*What you will do:* Start with the first line of the records below. Output each line exactly, ending with the one that contains "let mut context = Context::new();".

Source records

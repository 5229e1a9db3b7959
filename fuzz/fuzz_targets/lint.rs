#![no_main]

use libfuzzer_sys::fuzz_target;

use falco_lint::{lint_source, Context};

const MAX_SOURCE_BYTES: usize = 4096;

fn decode_source(bytes: &[u8]) -> String {
    let capped = &bytes[..bytes.len().min(MAX_SOURCE_BYTES)];
    String::from_utf8_lossy(capped).into_owned()
}

fuzz_target!(|data: &[u8]| {
    if data.is_empty() {
        return;
    }

    let source = decode_source(data);

    // Lexing and parsing must never panic on arbitrary input.
    let _ = falco_syntax::lexer::lex(&source);
    let _ = falco_syntax::parse_file(&source);
    let _ = falco_syntax::parse_statements(&source);

    // Neither may a full lint pass; a parse failure surfaces as a fatal,
    // not a crash.
    let mut context = Context::new();
    let result = lint_source(&mut context, "fuzz.vcl", &source);
    for diagnostic in &result.diagnostics {
        let _ = diagnostic.render(&source);
    }
});
//! Registration over real HTTP against an in-memory server.

#![allow(clippy::unwrap_used)]

use reqwest::StatusCode;
use serde_json::{Value, json};

use rollcall_integration_tests::{TestContext, unique_email};

#[tokio::test]
async fn test_register_returns_created_profile() {
    let ctx = TestContext::spawn().await;

    let (status, body) = ctx
        .register(&json!({
            "email": "a@x.com",
            "password": "secret1",
            "name": "A",
            "role": "officer"
        }))
        .await;

    assert_eq!(status, StatusCode::CREATED);
    assert_eq!(body["email"], "a@x.com");
    assert_eq!(body["name"], "A");
    assert_eq!(body["role"], "officer");
    assert!(body["created_at"].is_string());
    assert!(body["updated_at"].is_string());
    assert!(body.get("password").is_none());
    assert!(body.get("password_hash").is_none());

    let stored = ctx
        .users
        .find_by_email(&"a@x.com".parse().unwrap())
        .await
        .unwrap()
        .unwrap();
    assert_ne!(stored.password_hash, "secret1");
    assert_eq!(stored.id.to_string(), body["id"].as_str().unwrap());
}

#[tokio::test]
async fn test_repeat_registration_conflicts_without_second_record() {
    let ctx = TestContext::spawn().await;
    let body = json!({"email": "a@x.com", "password": "secret1", "name": "A", "role": "officer"});

    let (status, _) = ctx.register(&body).await;
    assert_eq!(status, StatusCode::CREATED);

    let (status, error) = ctx.register(&body).await;
    assert_eq!(status, StatusCode::CONFLICT);
    assert_eq!(error["kind"], "conflict");
    assert_eq!(error["message"], "User with email 'a@x.com' already exists");

    assert_eq!(ctx.users.count().await.unwrap(), 1);
}

#[tokio::test]
async fn test_validation_rejects_before_any_side_effect() {
    let ctx = TestContext::spawn().await;

    let cases: Vec<(Value, &str)> = vec![
        (json!({"password": "secret1", "name": "A"}), "email"),
        (json!({"email": "", "password": "secret1", "name": "A"}), "email"),
        (json!({"email": "not-an-email", "password": "secret1", "name": "A"}), "email"),
        (json!({"email": "a@x.com", "password": "12345", "name": "A"}), "password"),
        (json!({"email": "a@x.com", "password": "secret1", "name": ""}), "name"),
        (
            json!({"email": "a@x.com", "password": "secret1", "name": "A", "role": "superuser"}),
            "role",
        ),
    ];

    for (body, field) in cases {
        let (status, error) = ctx.register(&body).await;
        assert_eq!(status, StatusCode::BAD_REQUEST, "body: {body}");
        assert_eq!(error["kind"], "validation");
        let fields: Vec<&str> = error["errors"]
            .as_array()
            .unwrap()
            .iter()
            .map(|e| e["field"].as_str().unwrap())
            .collect();
        assert_eq!(fields, vec![field], "body: {body}");
    }

    assert_eq!(ctx.users.count().await.unwrap(), 0);
}

#[tokio::test]
async fn test_missing_content_type_is_reported_on_body() {
    let ctx = TestContext::spawn().await;

    let response = ctx
        .client
        .post(ctx.url("/users"))
        .body(r#"{"email":"a@x.com"}"#)
        .send()
        .await
        .unwrap();

    assert_eq!(response.status(), StatusCode::BAD_REQUEST);
    let error: Value = response.json().await.unwrap();
    assert_eq!(error["errors"][0]["field"], "body");
}

#[tokio::test(flavor = "multi_thread", worker_threads = 4)]
async fn test_concurrent_registrations_single_winner() {
    let ctx = TestContext::spawn().await;
    let email = unique_email("race");
    let body = json!({"email": email, "password": "secret1", "name": "Racer"});

    let (first, second) = tokio::join!(ctx.register(&body), ctx.register(&body));
    let mut statuses = [first.0, second.0];
    statuses.sort_by_key(StatusCode::as_u16);

    assert_eq!(statuses, [StatusCode::CREATED, StatusCode::CONFLICT]);
    assert_eq!(ctx.users.count().await.unwrap(), 1);
}

#[tokio::test]
async fn test_request_id_is_echoed() {
    let ctx = TestContext::spawn().await;

    let response = ctx
        .client
        .get(ctx.url("/health"))
        .header("x-request-id", "it-42")
        .send()
        .await
        .unwrap();

    assert_eq!(response.status(), StatusCode::OK);
    assert_eq!(response.headers()["x-request-id"], "it-42");

    let ready = ctx.client.get(ctx.url("/health/ready")).send().await.unwrap();
    assert_eq!(ready.status(), StatusCode::OK);
}
//! CORS for the browser frontend.

use axum::http::{HeaderName, HeaderValue, Method, header};
use tower_http::cors::{AllowOrigin, CorsLayer};

use super::request_id::REQUEST_ID_HEADER;

/// Build the CORS layer for the configured frontend origins.
///
/// Origins that are not valid header values are skipped with a warning.
pub fn cors_layer(origins: &[String]) -> CorsLayer {
    let allowed: Vec<HeaderValue> = origins
        .iter()
        .filter_map(|origin| match HeaderValue::from_str(origin) {
            Ok(value) => Some(value),
            Err(e) => {
                tracing::warn!(origin = %origin, error = %e, "Ignoring invalid CORS origin");
                None
            }
        })
        .collect();

    CorsLayer::new()
        .allow_origin(AllowOrigin::list(allowed))
        .allow_methods([Method::GET, Method::POST, Method::OPTIONS])
        .allow_headers([header::CONTENT_TYPE, header::AUTHORIZATION])
        .expose_headers([HeaderName::from_static(REQUEST_ID_HEADER)])
}

#[cfg(test)]
#[allow(clippy::unwrap_used)]
mod tests {
    use axum::{Router, body::Body, http::Request, routing::get};
    use tower::ServiceExt;

    use super::*;

    fn app() -> Router {
        Router::new()
            .route("/", get(|| async { "ok" }))
            .layer(cors_layer(&["http://localhost:3001".to_owned(), "bad\norigin".to_owned()]))
    }

    #[tokio::test]
    async fn test_allowed_origin_is_echoed() {
        let response = app()
            .oneshot(
                Request::get("/")
                    .header(header::ORIGIN, "http://localhost:3001")
                    .body(Body::empty())
                    .unwrap(),
            )
            .await
            .unwrap();

        assert_eq!(
            response
                .headers()
                .get(header::ACCESS_CONTROL_ALLOW_ORIGIN)
                .unwrap(),
            "http://localhost:3001"
        );
    }

    #[tokio::test]
    async fn test_unknown_origin_is_not_allowed() {
        let response = app()
            .oneshot(
                Request::get("/")
                    .header(header::ORIGIN, "http://evil.example")
                    .body(Body::empty())
                    .unwrap(),
            )
            .await
            .unwrap();

        assert!(
            response
                .headers()
                .get(header::ACCESS_CONTROL_ALLOW_ORIGIN)
                .is_none()
        );
    }
}
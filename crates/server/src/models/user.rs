//! User domain types.
//!
//! These types represent validated domain objects separate from database row types.

use std::fmt;

use chrono::{DateTime, Utc};

use rollcall_core::{Email, UserId, UserProfile, UserRole};

/// A registered account (domain type).
///
/// `password_hash` holds the digest produced by the configured password
/// hasher. The plaintext is never stored.
#[derive(Clone, PartialEq, Eq)]
pub struct User {
    /// Unique user ID, generated at creation.
    pub id: UserId,
    /// User's email address (unique across all users).
    pub email: Email,
    /// Password digest.
    pub password_hash: String,
    /// Display name.
    pub name: String,
    /// Assigned role.
    pub role: UserRole,
    /// When the user was created.
    pub created_at: DateTime<Utc>,
    /// When the user was last updated.
    pub updated_at: DateTime<Utc>,
}

impl User {
    /// The public view of this user, without the password digest.
    #[must_use]
    pub fn profile(&self) -> UserProfile {
        UserProfile {
            id: self.id,
            email: self.email.clone(),
            name: self.name.clone(),
            role: self.role,
            created_at: self.created_at,
            updated_at: self.updated_at,
        }
    }
}

impl From<User> for UserProfile {
    fn from(user: User) -> Self {
        Self {
            id: user.id,
            email: user.email,
            name: user.name,
            role: user.role,
            created_at: user.created_at,
            updated_at: user.updated_at,
        }
    }
}

impl fmt::Debug for User {
    fn fmt(&self, f: &mut fmt::Formatter<'_>) -> fmt::Result {
        f.debug_struct("User")
            .field("id", &self.id)
            .field("email", &self.email)
            .field("password_hash", &"[REDACTED]")
            .field("name", &self.name)
            .field("role", &self.role)
            .field("created_at", &self.created_at)
            .field("updated_at", &self.updated_at)
            .finish()
    }
}

/// Fields for a user that does not exist yet.
///
/// Turned into a transient [`User`] by
/// [`UserStore::create`](crate::db::UserStore::create), which assigns the ID
/// and timestamps.
#[derive(Clone)]
pub struct NewUser {
    /// Email address (unique across users)
    pub email: Email,
    /// Password digest, never the plaintext
    pub password_hash: String,
    /// Display name
    pub name: String,
    /// Role granted at creation
    pub role: UserRole,
}

impl NewUser {
    /// Build a transient user with a fresh ID, stamped at `now`.
    #[must_use]
    pub fn into_user(self, now: DateTime<Utc>) -> User {
        User {
            id: UserId::generate(),
            email: self.email,
            password_hash: self.password_hash,
            name: self.name,
            role: self.role,
            created_at: now,
            updated_at: now,
        }
    }
}
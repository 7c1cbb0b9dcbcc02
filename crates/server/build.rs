//! Build script for the server crate.
//!
//! `sqlx::migrate!()` embeds `migrations/` at compile time, so the crate must
//! be rebuilt whenever a migration is added or edited.

fn main() {
    println!("cargo:rerun-if-changed=migrations");
}
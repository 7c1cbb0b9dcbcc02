//! Rollcall server - user registration backend.
//!
//! This binary serves the registration API on port 3000.
//!
//! # Architecture
//!
//! - Axum web framework, JSON in and out
//! - `PostgreSQL` user store (in-memory when no database is configured)
//! - bcrypt or Argon2 password hashing on blocking worker threads
//!
//! Migrations are NOT run automatically on startup. Run them explicitly via:
//! `cargo run -p rollcall-cli -- migrate`

#![cfg_attr(not(test), forbid(unsafe_code))]

use std::process::ExitCode;

use sentry::integrations::tracing as sentry_tracing;
use tracing_subscriber::{layer::SubscriberExt, util::SubscriberInitExt};

use rollcall_server::config::{LogFormat, ServerConfig};
use rollcall_server::{AppState, app, db};

/// Initialize Sentry error tracking and return guard that must be kept alive.
fn init_sentry(config: &ServerConfig) -> Option<sentry::ClientInitGuard> {
    let dsn = config.sentry_dsn.as_ref()?;

    let guard = sentry::init((
        dsn.as_str(),
        sentry::ClientOptions {
            release: sentry::release_name!(),
            environment: config
                .sentry_environment
                .clone()
                .map(std::borrow::Cow::Owned),
            traces_sample_rate: config.sentry_traces_sample_rate,
            attach_stacktrace: true,
            ..Default::default()
        },
    ));

    tracing::info!("Sentry initialized");
    Some(guard)
}

/// Filter tracing events to Sentry event types.
fn sentry_event_filter(metadata: &tracing::Metadata<'_>) -> sentry_tracing::EventFilter {
    match *metadata.level() {
        tracing::Level::ERROR | tracing::Level::WARN => sentry_tracing::EventFilter::Event,
        tracing::Level::INFO | tracing::Level::DEBUG => sentry_tracing::EventFilter::Breadcrumb,
        _ => sentry_tracing::EventFilter::Ignore,
    }
}

fn init_tracing(format: LogFormat) {
    // Defaults to info level for our crate if RUST_LOG is not set
    let env_filter = tracing_subscriber::EnvFilter::try_from_default_env()
        .unwrap_or_else(|_| "rollcall_server=info,tower_http=debug".into());

    let json = format == LogFormat::Json;
    let json_layer = json.then(|| tracing_subscriber::fmt::layer().json().flatten_event(true));
    let text_layer = (!json).then(tracing_subscriber::fmt::layer);

    tracing_subscriber::registry()
        .with(env_filter)
        .with(json_layer)
        .with(text_layer)
        .with(sentry_tracing::layer().event_filter(sentry_event_filter))
        .init();
}

#[tokio::main]
async fn main() -> ExitCode {
    // Load configuration from environment (needed for Sentry init)
    let config = match ServerConfig::from_env() {
        Ok(config) => config,
        Err(e) => {
            #[allow(clippy::print_stderr)]
            {
                eprintln!("Failed to load configuration: {e}");
            }
            return ExitCode::FAILURE;
        }
    };

    // Initialize Sentry (must be done before tracing subscriber)
    let _sentry_guard = init_sentry(&config);
    init_tracing(config.log_format);

    match run(config).await {
        Ok(()) => ExitCode::SUCCESS,
        Err(e) => {
            tracing::error!(error = %e, "Server failed");
            ExitCode::FAILURE
        }
    }
}

async fn run(config: ServerConfig) -> Result<(), Box<dyn std::error::Error>> {
    let users = db::open_store(config.database_url.as_ref()).await?;
    let hasher = config.password_hasher.build(config.bcrypt_cost);
    tracing::info!(
        hasher = ?config.password_hasher,
        bcrypt_cost = config.bcrypt_cost,
        "Password hasher configured"
    );

    let addr = config.socket_addr();
    let state = AppState::new(config, users, hasher);

    let app = app(state)
        // Sentry layers (outermost for full request coverage)
        .layer(sentry_tower::NewSentryLayer::new_from_top())
        .layer(sentry_tower::SentryHttpLayer::new().enable_transaction());

    let listener = tokio::net::TcpListener::bind(addr).await?;
    tracing::info!("rollcall listening on http://{}", addr);

    axum::serve(listener, app)
        .with_graceful_shutdown(shutdown_signal())
        .await?;

    Ok(())
}

/// Wait for shutdown signal (Ctrl+C or SIGTERM).
async fn shutdown_signal() {
    let ctrl_c = async {
        if let Err(e) = tokio::signal::ctrl_c().await {
            tracing::error!(error = %e, "Failed to install Ctrl+C handler");
            std::future::pending::<()>().await;
        }
    };

    #[cfg(unix)]
    let terminate = async {
        match tokio::signal::unix::signal(tokio::signal::unix::SignalKind::terminate()) {
            Ok(mut signal) => {
                signal.recv().await;
            }
            Err(e) => {
                tracing::error!(error = %e, "Failed to install SIGTERM handler");
                std::future::pending::<()>().await;
            }
        }
    };

    #[cfg(not(unix))]
    let terminate = std::future::pending::<()>();

    tokio::select! {
        () = ctrl_c => {},
        () = terminate => {},
    }

    tracing::info!("Shutdown signal received, starting graceful shutdown");
}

*Problem solution:*
repository 5229e1a9db3b7959
filename fuzz/fuzz_targets/lint.rs
#![no_main]

use libfuzzer_sys::fuzz_target;

use falco_lint::{lint_source, Context};

const MAX_SOURCE_BYTES: usize = 4096;

fn decode_source(bytes: &[u8]) -> String {
    let capped = &bytes[..bytes.len().min(MAX_SOURCE_BYTES)];
    String::from_utf8_lossy(capped).into_owned()
}

fuzz_target!(|data: &[u8]| {
    if data.is_empty() {
        return;
    }

    let source = decode_source(data);

    // Lexing and parsing must never panic on arbitrary input.
    let _ = falco_syntax::lexer::lex(&source);
    let _ = falco_syntax::parse_file(&source);
    let _ = falco_syntax::parse_statements(&source);

    // Neither may a full lint pass; a parse failure surfaces as a fatal,
    // not a crash.
    let mut context = Context::new();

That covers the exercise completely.